If child maintenance is calculated through the Child Maintenance Service (CMS) and the income of the paying parent has changed by 25% as a result of Covid-19, the CMS will adjust any calculation if that change is reported to them.  If that is the case or if one party considers that child maintenance should no longer be paid, contact should be made with the Child Maintenance Service.

If the amount of child maintenance to be paid is dealt with within a Minute of Agreement or a court order, the terms of the agreement and order will require to be considered in determining what, if any, changes need to be made to the sum payable.  If the payment is to be varied, then it would be beneficial to put in place an agreement regulating this which can be revisited should there be a change in circumstances. Individuals should obtain specialist legal advice in relation to this.

It is hoped that parents can work together constructively in relation to this matter and dialogue at an early stage is encouraged.

What If I Am Concerned For My Safety During This Period Of Lockdown?

For some individuals, the impact of the current government guidance will increase the risk of domestic abuse.
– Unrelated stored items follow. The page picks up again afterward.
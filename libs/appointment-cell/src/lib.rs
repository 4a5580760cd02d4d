pub mod handlers;
pub mod models;
pub mod router;
pub mod services;

pub use models::*;
pub use services::booking::BookingService;
pub use services::lifecycle::AppointmentLifecycleService;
For those who are subjected to such behaviour, Regulation 8(5)(m) of the Health Protection (Coronavirus) (Restrictions) (Scotland) Regulations 2020 makes clear that an exception to the rule requiring people to stay at home is where an individual is avoiding injury, illness or escaping a risk of harm.

Although the courts in Scotland are now only dealing with urgent matters this will include orders necessary to protect victims of domestic abuse. These can include exclusion orders suspending the right of their spouse, civil partner or (in certain circumstances) cohabitant from the family home, interdicts and non-harassment orders (with powers of arrest). You should speak to a specialist family lawyer in relation to these matters and ensure that you obtain the necessary help should you experience domestic abuse.